Stored data:

_____

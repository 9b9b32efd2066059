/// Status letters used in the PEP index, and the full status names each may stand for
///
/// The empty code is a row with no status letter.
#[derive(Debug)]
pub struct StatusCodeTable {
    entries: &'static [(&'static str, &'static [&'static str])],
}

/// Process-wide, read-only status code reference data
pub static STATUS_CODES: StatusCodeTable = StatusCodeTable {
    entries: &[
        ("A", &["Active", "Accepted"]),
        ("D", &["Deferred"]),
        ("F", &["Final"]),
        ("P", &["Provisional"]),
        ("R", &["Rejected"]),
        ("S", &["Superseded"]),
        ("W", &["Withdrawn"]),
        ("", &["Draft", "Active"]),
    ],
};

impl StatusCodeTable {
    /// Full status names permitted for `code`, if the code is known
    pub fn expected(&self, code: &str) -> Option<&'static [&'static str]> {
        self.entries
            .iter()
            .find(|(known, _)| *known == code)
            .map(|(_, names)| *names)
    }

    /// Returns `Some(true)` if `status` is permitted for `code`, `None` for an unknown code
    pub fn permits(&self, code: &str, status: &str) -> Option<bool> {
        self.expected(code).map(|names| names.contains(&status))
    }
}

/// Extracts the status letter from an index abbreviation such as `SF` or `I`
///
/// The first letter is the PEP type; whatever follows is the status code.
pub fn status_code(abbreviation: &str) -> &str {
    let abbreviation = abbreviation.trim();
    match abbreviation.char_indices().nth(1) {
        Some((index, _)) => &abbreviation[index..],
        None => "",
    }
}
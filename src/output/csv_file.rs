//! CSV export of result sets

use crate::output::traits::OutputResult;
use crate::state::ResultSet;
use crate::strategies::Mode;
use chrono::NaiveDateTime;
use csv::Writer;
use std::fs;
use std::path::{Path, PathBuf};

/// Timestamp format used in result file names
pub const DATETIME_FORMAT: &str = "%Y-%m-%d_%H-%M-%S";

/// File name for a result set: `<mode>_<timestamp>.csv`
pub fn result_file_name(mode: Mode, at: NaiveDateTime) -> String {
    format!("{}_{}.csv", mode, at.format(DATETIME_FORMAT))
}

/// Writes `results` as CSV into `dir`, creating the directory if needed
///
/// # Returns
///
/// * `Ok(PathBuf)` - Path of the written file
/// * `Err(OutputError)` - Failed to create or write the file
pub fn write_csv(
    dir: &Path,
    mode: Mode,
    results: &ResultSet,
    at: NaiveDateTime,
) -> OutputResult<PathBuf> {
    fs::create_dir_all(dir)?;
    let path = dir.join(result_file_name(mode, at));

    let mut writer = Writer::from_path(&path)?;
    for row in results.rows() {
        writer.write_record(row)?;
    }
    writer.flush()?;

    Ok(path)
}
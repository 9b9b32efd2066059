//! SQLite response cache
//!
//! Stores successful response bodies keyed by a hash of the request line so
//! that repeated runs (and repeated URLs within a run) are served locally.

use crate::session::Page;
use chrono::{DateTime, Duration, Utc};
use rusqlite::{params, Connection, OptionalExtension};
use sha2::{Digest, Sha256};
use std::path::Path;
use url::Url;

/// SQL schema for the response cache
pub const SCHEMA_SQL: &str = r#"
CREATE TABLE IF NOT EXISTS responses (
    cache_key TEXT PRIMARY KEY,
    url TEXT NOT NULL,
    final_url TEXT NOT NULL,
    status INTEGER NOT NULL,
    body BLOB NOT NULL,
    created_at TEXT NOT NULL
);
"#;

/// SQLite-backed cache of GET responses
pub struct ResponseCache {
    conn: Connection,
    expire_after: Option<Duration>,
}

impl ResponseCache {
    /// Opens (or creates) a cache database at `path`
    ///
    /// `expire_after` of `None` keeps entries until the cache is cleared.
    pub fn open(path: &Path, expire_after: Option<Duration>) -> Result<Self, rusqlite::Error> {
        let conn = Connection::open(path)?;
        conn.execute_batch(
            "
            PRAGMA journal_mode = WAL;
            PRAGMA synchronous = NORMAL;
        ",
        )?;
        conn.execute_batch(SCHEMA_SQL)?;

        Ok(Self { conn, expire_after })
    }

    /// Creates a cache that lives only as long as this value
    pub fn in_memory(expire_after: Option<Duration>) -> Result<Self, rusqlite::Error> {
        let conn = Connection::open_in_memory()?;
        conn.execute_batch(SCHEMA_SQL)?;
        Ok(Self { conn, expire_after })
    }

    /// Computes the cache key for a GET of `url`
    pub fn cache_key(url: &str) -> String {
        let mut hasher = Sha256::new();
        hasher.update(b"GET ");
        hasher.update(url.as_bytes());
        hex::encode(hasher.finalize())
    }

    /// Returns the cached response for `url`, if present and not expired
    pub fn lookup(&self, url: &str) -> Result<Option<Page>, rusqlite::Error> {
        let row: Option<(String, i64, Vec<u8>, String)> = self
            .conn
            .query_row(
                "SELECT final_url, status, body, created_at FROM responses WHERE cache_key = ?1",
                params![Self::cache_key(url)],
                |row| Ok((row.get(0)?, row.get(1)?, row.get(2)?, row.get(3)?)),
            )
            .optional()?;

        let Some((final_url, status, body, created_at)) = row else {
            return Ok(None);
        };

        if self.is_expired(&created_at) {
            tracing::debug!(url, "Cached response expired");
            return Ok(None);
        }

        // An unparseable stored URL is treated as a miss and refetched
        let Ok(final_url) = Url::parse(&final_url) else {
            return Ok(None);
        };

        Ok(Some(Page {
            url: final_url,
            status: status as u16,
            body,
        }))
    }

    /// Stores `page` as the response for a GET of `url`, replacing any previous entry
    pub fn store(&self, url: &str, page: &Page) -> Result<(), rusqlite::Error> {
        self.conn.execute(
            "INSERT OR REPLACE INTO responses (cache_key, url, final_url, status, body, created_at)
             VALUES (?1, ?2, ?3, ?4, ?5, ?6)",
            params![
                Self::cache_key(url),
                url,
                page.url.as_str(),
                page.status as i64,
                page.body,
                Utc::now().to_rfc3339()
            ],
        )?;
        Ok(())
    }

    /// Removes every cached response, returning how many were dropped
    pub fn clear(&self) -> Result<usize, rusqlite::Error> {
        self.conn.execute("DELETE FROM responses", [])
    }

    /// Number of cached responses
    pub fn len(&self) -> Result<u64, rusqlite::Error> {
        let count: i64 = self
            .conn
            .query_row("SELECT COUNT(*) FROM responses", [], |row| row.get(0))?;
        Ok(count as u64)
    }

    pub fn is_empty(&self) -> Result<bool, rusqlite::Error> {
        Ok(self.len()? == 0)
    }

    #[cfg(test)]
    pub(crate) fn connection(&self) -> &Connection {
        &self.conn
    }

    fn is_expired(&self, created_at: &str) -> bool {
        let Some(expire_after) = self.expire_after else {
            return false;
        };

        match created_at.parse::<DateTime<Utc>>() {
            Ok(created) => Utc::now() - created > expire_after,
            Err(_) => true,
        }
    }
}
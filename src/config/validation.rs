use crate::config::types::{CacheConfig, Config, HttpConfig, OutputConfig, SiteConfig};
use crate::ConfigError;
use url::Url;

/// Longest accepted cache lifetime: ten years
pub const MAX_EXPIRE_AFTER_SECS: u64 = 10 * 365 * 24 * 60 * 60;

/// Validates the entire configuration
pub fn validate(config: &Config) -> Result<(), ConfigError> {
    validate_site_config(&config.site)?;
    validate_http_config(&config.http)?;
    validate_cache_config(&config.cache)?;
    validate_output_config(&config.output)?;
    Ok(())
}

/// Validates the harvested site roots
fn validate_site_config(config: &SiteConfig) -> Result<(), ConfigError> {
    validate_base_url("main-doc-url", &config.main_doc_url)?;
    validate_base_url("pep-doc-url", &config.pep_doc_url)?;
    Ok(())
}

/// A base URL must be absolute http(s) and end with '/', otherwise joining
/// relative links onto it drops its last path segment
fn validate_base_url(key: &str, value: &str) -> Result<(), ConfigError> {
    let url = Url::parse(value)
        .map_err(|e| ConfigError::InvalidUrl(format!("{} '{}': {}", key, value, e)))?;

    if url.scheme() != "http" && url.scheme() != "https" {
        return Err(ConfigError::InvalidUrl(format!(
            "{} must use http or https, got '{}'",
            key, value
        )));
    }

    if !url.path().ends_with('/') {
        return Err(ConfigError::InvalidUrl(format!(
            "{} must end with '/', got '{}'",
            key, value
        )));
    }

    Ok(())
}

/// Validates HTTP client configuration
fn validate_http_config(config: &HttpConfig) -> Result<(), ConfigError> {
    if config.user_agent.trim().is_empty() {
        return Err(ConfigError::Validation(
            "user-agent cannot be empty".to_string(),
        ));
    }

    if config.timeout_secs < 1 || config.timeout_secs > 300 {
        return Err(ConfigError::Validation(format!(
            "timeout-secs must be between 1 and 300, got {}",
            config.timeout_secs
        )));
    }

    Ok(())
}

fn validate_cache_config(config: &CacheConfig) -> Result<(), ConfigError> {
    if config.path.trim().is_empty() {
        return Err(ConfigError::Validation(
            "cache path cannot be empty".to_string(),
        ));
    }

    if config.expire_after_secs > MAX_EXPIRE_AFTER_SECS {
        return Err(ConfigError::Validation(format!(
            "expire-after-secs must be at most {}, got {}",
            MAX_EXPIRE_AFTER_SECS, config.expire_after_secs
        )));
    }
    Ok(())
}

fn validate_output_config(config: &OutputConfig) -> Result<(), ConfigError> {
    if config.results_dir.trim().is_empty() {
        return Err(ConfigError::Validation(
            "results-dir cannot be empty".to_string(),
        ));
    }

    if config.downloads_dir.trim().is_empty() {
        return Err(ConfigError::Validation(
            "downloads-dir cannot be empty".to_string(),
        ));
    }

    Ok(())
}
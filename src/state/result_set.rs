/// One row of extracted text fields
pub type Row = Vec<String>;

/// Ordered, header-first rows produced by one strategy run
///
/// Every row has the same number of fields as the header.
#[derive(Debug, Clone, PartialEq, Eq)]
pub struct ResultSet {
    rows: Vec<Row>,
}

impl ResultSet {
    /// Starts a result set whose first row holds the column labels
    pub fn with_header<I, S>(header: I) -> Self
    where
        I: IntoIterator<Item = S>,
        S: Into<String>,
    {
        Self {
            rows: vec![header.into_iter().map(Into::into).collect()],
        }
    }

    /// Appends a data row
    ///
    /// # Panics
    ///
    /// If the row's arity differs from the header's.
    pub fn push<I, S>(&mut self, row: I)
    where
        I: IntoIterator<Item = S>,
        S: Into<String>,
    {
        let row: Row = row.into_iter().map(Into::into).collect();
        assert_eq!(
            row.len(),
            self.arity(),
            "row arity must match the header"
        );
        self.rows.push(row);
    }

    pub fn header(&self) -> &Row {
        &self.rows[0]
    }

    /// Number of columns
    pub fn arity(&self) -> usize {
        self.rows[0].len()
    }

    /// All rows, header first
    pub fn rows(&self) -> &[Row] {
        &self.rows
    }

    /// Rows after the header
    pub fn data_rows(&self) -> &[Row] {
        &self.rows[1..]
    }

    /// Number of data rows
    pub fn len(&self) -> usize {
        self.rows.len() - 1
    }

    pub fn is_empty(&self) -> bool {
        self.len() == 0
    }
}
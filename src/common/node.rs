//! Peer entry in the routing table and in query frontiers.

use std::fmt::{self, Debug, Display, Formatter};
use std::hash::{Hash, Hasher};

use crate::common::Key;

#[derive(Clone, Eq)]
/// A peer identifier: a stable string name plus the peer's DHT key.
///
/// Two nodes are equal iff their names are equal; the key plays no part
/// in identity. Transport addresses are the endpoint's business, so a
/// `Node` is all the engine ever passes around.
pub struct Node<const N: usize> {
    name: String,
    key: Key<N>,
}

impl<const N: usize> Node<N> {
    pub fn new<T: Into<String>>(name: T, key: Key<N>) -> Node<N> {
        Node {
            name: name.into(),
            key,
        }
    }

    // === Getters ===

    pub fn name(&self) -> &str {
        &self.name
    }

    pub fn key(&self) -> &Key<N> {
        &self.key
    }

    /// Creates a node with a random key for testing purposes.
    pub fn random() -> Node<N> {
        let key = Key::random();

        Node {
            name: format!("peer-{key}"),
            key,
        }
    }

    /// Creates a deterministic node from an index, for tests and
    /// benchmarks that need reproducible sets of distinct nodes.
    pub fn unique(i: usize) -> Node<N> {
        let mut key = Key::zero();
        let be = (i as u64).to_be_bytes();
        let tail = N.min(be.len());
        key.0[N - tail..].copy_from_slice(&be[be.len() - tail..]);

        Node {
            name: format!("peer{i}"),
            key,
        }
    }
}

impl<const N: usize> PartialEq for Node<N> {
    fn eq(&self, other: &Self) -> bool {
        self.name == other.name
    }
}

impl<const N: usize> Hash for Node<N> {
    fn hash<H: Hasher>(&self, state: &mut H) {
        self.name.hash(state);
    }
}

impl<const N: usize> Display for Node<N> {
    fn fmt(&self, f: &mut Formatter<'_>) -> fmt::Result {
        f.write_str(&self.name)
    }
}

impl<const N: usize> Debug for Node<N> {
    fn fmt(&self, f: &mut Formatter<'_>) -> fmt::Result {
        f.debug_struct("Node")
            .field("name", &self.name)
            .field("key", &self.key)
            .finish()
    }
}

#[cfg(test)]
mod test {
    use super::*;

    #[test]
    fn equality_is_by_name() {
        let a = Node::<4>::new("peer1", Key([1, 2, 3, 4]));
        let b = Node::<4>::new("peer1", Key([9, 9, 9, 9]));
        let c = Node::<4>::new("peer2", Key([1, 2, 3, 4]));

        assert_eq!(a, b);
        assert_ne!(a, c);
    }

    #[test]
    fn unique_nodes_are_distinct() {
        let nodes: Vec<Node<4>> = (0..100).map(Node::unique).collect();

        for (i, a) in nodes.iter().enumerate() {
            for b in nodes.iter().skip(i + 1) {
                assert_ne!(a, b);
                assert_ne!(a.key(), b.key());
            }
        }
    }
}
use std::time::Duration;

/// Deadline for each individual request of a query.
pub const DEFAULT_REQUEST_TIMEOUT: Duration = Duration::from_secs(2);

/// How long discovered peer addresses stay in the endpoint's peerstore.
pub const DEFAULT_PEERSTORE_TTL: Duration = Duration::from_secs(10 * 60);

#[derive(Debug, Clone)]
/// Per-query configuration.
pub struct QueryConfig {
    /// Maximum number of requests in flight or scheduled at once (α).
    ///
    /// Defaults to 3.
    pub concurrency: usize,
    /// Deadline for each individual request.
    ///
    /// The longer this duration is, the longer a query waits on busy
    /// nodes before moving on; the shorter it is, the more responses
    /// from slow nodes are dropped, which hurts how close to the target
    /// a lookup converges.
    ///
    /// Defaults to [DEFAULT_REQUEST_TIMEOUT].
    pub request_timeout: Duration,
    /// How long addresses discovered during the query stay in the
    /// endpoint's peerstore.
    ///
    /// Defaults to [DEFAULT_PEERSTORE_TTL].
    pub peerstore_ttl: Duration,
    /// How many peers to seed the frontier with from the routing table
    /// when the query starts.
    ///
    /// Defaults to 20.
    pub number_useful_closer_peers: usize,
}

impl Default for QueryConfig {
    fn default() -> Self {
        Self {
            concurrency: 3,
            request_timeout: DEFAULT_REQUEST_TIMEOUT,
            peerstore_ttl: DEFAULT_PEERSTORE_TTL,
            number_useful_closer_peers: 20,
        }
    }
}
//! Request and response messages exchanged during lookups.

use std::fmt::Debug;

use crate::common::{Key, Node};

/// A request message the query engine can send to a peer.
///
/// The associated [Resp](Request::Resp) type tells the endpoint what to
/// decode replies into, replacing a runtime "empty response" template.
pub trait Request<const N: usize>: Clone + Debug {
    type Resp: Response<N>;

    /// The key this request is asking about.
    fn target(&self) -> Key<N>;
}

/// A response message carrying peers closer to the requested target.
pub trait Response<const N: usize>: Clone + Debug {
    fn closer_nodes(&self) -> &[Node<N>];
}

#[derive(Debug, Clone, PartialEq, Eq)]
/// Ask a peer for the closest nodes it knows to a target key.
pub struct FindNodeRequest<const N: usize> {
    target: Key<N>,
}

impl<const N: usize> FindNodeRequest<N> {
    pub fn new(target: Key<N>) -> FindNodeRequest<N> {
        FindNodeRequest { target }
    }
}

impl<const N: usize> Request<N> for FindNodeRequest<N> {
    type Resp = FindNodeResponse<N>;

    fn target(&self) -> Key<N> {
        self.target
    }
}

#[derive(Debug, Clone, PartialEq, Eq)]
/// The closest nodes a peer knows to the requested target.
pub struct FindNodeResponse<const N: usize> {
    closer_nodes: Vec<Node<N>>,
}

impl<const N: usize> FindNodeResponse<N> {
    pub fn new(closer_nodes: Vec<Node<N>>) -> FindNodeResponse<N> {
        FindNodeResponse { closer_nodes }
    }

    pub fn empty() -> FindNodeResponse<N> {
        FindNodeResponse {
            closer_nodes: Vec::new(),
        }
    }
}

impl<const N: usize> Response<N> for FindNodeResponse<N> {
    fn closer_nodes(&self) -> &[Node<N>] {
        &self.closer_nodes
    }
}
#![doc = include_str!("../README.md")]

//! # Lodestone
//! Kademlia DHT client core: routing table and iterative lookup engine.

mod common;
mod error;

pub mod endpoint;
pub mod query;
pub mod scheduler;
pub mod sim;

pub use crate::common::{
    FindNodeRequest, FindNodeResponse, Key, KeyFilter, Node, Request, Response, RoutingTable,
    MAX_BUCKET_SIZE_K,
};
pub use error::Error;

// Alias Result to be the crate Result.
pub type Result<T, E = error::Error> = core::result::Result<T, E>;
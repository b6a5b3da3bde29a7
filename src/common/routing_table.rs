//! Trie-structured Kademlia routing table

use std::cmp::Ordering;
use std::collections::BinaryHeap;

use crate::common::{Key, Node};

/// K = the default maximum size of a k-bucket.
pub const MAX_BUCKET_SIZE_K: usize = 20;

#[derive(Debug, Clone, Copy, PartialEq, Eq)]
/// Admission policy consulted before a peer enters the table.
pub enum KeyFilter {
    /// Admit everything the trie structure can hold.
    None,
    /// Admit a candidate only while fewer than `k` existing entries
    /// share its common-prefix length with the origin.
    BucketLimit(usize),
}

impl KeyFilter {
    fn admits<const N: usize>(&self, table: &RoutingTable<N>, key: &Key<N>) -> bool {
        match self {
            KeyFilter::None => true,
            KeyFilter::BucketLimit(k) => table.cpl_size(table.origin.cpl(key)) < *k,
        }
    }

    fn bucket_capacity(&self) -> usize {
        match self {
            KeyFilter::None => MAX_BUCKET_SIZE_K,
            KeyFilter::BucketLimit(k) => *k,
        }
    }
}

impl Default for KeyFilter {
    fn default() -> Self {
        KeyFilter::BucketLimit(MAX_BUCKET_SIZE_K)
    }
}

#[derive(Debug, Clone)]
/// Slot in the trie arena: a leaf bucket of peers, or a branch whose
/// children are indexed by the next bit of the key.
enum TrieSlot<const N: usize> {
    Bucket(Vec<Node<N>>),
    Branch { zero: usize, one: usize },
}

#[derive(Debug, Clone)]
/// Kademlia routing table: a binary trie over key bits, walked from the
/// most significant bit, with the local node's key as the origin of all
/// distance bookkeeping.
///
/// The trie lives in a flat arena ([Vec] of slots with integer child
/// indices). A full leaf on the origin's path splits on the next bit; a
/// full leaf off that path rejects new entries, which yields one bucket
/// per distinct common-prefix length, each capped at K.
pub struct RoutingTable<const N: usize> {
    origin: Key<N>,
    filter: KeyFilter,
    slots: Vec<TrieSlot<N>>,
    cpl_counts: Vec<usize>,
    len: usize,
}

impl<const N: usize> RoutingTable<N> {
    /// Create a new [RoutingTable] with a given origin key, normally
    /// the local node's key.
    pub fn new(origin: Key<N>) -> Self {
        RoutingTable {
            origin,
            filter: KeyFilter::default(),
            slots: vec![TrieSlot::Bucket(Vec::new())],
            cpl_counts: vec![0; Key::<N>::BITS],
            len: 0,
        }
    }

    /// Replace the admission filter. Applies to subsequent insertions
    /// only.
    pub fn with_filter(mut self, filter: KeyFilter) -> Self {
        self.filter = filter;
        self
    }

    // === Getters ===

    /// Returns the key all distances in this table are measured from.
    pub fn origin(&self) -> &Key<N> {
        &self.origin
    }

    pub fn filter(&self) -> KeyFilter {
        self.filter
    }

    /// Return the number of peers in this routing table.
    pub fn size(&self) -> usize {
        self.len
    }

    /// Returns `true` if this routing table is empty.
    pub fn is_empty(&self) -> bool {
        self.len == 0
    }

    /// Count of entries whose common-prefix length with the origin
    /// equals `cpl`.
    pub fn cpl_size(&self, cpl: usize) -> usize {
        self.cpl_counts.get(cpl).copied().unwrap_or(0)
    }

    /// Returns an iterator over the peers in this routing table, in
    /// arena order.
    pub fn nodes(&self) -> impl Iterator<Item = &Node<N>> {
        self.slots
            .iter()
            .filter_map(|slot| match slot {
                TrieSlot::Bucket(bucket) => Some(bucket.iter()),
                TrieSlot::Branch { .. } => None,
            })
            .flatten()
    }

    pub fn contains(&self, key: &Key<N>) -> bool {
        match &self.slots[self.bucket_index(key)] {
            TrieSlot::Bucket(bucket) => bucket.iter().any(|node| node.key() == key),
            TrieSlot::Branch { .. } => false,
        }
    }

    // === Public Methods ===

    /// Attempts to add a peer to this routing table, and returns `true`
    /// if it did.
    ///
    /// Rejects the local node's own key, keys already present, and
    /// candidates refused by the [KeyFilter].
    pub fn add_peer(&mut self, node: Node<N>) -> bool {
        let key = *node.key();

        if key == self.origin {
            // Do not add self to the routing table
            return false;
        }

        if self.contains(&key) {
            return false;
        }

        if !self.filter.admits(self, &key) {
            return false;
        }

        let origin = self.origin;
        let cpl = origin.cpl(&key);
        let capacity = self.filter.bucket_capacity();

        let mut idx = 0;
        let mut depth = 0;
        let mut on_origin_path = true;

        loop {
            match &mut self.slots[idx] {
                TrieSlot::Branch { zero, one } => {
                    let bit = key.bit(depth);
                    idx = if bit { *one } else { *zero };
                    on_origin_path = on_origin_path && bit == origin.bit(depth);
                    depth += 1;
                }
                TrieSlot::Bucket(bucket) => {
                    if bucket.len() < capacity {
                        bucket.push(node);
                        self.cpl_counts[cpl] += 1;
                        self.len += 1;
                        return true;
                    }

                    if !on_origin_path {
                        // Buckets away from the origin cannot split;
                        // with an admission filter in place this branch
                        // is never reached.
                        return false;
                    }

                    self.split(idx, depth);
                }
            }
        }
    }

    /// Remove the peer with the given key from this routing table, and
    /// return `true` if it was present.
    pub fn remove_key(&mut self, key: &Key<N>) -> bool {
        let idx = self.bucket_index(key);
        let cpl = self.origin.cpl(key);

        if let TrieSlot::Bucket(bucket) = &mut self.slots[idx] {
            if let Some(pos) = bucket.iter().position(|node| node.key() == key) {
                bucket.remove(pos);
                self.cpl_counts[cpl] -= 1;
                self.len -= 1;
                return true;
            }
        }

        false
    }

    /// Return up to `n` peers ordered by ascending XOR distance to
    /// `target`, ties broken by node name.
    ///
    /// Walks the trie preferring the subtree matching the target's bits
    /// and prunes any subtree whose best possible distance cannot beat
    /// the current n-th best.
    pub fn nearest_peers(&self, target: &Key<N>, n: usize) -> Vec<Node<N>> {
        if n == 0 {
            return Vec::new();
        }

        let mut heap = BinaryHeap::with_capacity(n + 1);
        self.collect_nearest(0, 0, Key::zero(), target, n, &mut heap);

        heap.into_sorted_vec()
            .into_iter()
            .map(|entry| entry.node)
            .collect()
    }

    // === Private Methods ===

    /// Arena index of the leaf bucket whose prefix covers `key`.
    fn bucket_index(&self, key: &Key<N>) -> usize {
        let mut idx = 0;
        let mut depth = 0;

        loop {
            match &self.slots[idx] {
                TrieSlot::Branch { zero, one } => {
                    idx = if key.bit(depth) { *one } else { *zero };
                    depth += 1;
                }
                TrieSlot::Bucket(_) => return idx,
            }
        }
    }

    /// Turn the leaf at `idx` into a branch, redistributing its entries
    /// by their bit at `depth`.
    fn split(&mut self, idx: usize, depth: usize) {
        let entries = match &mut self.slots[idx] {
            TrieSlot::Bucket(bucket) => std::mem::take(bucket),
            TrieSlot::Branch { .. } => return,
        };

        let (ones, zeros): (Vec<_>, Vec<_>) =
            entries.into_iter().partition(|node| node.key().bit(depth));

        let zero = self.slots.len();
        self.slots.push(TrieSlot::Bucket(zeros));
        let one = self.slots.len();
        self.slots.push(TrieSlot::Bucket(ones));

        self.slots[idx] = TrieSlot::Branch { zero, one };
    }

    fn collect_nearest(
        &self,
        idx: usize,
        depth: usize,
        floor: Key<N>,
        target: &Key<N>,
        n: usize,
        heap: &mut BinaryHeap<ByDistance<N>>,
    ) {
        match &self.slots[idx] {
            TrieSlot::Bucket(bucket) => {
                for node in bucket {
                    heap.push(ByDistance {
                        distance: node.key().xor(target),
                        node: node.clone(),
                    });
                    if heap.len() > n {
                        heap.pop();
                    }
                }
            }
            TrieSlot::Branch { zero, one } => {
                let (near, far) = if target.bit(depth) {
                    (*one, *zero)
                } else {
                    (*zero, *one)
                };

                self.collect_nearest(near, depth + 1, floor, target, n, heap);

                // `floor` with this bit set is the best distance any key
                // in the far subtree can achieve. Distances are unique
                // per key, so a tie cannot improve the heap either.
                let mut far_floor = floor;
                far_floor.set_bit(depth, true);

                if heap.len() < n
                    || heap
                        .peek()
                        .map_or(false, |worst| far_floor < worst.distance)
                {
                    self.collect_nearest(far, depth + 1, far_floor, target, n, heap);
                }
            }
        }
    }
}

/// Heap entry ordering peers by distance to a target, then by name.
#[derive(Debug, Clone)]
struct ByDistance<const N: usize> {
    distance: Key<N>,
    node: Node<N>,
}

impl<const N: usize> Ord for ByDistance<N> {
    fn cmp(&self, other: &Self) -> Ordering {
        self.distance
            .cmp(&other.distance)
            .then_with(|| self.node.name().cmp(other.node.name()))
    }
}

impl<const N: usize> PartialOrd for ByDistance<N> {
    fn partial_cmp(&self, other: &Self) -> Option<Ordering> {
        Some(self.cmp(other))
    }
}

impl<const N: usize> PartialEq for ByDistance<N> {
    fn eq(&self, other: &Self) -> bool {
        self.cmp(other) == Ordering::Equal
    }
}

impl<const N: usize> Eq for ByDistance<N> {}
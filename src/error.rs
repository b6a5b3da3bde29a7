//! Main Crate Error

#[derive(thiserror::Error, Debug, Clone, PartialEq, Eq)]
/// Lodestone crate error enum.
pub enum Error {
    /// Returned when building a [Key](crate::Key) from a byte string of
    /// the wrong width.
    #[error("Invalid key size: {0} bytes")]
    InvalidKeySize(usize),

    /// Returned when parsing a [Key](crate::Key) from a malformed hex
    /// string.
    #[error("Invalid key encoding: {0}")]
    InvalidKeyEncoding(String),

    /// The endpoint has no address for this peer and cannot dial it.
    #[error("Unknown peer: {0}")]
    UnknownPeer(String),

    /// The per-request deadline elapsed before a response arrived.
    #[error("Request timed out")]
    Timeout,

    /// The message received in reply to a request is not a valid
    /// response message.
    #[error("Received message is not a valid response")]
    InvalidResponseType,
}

_____

Task description>
Each line of the entries above that contains "arity" must be copied into the answer.

Output below>
    /// If the row's arity differs from the header's.
            self.arity(),
            "row arity must match the header"
    pub fn arity(&self) -> usize {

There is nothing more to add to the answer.